◆ TASK DIRECTIONS
Report each line from the data below that holds the word "crate".

(Collection entries)

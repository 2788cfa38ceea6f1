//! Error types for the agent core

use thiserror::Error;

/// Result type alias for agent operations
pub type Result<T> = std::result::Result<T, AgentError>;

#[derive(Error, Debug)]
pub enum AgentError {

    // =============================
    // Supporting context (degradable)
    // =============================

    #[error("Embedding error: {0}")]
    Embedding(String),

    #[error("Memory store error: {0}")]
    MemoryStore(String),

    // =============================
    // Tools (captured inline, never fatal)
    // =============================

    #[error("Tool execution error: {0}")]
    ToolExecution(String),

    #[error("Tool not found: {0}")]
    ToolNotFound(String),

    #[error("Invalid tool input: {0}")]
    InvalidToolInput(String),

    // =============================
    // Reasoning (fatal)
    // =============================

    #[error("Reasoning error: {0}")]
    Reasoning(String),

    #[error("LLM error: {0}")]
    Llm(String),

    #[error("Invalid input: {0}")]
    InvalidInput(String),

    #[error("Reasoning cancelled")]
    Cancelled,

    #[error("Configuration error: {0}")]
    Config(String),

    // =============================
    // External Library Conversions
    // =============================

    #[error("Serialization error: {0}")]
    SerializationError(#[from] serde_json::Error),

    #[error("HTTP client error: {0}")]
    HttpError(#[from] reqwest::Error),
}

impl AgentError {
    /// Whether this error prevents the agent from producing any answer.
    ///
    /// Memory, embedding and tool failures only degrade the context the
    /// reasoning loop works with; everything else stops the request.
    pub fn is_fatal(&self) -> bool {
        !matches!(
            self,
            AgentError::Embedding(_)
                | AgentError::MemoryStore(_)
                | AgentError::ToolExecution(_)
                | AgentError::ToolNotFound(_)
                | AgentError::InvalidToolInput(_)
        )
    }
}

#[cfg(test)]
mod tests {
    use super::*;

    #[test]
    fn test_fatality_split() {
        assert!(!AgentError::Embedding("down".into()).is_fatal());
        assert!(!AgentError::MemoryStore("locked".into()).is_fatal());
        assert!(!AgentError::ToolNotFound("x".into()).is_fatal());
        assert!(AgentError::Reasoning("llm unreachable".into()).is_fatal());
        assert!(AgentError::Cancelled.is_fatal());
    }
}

==

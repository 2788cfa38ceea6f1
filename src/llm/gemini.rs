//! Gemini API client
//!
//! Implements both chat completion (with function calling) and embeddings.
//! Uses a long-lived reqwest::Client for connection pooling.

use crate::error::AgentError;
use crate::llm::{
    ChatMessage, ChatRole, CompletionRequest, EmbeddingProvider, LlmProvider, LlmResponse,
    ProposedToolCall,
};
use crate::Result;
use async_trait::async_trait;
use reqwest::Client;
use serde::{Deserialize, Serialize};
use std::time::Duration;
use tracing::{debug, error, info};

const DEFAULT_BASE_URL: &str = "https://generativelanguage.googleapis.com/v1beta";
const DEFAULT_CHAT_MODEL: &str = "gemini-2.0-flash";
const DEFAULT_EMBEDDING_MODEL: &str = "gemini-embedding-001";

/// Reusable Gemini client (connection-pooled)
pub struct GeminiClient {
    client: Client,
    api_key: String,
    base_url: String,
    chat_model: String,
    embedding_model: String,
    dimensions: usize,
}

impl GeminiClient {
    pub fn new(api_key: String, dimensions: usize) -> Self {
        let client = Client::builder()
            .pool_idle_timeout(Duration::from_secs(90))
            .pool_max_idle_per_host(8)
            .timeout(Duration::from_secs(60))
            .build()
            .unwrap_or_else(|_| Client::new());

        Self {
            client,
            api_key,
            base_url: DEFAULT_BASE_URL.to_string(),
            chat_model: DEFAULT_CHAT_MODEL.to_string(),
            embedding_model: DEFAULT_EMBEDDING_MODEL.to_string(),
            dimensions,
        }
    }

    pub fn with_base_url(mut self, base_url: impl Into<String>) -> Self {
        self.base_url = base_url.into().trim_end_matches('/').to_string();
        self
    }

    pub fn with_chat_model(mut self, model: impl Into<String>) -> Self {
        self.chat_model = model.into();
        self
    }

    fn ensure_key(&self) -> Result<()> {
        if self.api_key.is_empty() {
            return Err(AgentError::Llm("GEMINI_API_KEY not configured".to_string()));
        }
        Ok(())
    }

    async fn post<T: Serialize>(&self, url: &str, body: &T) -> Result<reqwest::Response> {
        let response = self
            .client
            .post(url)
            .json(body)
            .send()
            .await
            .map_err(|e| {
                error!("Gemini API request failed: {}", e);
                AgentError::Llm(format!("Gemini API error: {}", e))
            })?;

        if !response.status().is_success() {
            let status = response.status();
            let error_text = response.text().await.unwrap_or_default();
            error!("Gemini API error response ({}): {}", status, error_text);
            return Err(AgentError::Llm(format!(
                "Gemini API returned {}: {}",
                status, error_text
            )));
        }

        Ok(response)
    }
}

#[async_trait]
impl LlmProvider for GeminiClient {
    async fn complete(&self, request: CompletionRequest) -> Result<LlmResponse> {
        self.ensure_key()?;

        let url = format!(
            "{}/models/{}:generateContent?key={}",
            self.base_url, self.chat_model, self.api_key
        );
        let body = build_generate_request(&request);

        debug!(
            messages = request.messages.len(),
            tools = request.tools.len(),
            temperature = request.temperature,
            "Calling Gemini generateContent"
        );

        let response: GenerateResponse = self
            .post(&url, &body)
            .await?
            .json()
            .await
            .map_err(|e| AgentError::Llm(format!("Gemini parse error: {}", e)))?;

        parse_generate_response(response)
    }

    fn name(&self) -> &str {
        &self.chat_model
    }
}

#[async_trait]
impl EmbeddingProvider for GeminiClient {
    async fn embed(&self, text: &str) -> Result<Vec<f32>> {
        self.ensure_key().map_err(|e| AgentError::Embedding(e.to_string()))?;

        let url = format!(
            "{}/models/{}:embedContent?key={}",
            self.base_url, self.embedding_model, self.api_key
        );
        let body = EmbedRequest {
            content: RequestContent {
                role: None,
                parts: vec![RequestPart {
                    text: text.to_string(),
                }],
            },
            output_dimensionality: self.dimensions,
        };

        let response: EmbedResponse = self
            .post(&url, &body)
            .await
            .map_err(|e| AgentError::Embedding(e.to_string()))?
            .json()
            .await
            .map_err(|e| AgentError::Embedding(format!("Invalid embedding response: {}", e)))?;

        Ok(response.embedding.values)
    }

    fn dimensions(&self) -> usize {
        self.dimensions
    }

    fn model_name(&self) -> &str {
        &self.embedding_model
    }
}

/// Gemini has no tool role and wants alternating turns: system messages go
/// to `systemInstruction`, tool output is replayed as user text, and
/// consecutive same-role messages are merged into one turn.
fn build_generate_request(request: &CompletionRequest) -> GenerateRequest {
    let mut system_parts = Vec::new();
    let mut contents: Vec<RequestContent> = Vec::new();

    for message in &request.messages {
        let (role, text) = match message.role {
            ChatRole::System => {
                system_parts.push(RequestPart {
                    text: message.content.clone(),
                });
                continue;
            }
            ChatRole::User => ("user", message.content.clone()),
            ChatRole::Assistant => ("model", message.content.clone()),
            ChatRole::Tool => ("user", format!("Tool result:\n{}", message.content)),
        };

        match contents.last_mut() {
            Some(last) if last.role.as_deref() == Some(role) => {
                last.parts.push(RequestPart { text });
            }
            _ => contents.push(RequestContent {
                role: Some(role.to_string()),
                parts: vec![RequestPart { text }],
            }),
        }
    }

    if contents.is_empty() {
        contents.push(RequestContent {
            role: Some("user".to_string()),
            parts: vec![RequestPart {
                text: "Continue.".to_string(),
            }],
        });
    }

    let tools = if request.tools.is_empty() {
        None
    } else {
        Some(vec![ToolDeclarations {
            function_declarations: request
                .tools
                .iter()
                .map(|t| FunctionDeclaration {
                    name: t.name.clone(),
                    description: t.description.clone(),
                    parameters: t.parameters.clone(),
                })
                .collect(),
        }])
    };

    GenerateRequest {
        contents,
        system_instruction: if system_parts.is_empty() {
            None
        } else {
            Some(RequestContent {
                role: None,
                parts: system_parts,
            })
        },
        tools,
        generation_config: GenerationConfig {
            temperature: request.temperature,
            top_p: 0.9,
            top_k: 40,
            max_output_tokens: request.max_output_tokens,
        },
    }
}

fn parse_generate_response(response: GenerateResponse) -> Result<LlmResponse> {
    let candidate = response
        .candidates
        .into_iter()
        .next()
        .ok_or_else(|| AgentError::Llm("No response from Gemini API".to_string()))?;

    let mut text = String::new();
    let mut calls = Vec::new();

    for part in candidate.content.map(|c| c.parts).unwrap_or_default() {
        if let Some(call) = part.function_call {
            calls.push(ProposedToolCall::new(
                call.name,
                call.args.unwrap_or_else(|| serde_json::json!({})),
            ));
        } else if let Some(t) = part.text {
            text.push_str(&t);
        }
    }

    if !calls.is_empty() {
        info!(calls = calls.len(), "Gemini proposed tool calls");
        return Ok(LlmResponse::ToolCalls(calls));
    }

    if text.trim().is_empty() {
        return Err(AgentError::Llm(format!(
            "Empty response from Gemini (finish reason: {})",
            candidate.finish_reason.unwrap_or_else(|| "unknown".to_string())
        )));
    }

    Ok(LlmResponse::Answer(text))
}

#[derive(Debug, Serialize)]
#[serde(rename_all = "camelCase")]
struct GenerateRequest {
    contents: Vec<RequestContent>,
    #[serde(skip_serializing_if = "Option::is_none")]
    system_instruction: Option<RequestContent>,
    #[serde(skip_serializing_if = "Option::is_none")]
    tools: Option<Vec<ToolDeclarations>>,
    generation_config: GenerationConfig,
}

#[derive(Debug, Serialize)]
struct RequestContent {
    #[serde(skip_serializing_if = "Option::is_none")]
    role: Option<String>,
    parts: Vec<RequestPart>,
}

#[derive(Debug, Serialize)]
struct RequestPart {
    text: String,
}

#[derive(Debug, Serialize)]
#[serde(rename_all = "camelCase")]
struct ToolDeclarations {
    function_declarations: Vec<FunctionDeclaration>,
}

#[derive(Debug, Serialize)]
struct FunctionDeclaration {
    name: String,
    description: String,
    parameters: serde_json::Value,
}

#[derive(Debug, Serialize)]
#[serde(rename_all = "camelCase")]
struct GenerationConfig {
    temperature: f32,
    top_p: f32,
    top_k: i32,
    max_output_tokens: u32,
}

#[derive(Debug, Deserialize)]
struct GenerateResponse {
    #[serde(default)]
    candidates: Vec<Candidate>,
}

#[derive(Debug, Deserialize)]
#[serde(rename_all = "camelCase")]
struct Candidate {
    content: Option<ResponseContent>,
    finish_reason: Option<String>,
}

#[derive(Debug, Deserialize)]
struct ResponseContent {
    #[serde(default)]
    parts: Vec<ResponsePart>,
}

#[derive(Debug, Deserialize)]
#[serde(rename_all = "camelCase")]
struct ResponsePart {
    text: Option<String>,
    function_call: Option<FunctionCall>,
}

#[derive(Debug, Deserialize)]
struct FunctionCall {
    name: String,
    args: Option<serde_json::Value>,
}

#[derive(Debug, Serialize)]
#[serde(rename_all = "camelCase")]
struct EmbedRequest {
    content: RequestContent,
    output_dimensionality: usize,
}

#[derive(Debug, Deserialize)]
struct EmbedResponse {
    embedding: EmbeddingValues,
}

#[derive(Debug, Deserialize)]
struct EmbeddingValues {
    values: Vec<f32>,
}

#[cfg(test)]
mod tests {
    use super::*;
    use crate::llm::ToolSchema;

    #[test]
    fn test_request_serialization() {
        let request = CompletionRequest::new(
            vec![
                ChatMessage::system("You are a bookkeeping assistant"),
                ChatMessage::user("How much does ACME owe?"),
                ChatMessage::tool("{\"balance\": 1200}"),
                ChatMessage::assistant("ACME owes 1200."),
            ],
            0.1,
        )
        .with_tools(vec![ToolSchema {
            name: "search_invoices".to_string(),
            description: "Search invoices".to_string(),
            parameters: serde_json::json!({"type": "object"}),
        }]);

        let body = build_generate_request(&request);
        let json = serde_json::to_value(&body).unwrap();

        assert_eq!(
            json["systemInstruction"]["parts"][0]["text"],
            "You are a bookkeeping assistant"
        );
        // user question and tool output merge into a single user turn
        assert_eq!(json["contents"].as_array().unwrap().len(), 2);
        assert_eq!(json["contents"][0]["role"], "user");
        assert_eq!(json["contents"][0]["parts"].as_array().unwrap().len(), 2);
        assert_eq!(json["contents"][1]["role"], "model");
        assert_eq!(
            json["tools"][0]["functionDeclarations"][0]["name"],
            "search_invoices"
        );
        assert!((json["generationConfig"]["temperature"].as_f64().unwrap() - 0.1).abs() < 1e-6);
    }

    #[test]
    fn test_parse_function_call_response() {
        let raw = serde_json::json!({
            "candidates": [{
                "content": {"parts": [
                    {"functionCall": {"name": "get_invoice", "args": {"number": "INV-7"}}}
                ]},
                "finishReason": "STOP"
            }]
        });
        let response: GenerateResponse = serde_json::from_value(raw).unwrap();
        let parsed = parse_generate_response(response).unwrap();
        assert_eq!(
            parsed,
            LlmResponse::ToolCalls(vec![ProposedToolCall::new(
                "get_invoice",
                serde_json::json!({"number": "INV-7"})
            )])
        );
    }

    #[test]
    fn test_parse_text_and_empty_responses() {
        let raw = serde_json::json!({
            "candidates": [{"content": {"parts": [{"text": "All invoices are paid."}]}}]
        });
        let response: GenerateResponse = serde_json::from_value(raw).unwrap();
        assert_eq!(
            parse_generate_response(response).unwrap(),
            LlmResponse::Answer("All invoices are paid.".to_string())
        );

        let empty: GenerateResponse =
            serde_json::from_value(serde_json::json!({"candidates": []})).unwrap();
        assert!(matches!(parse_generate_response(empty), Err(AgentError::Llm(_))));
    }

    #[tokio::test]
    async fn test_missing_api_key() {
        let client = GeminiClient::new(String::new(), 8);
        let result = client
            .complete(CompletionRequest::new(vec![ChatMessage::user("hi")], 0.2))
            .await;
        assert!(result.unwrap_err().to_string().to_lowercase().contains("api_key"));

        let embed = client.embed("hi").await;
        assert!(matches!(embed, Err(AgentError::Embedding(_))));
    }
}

◆ FINISHED TASK
use crate::error::AgentError;
use crate::llm::{
use crate::Result;
    use crate::llm::ToolSchema;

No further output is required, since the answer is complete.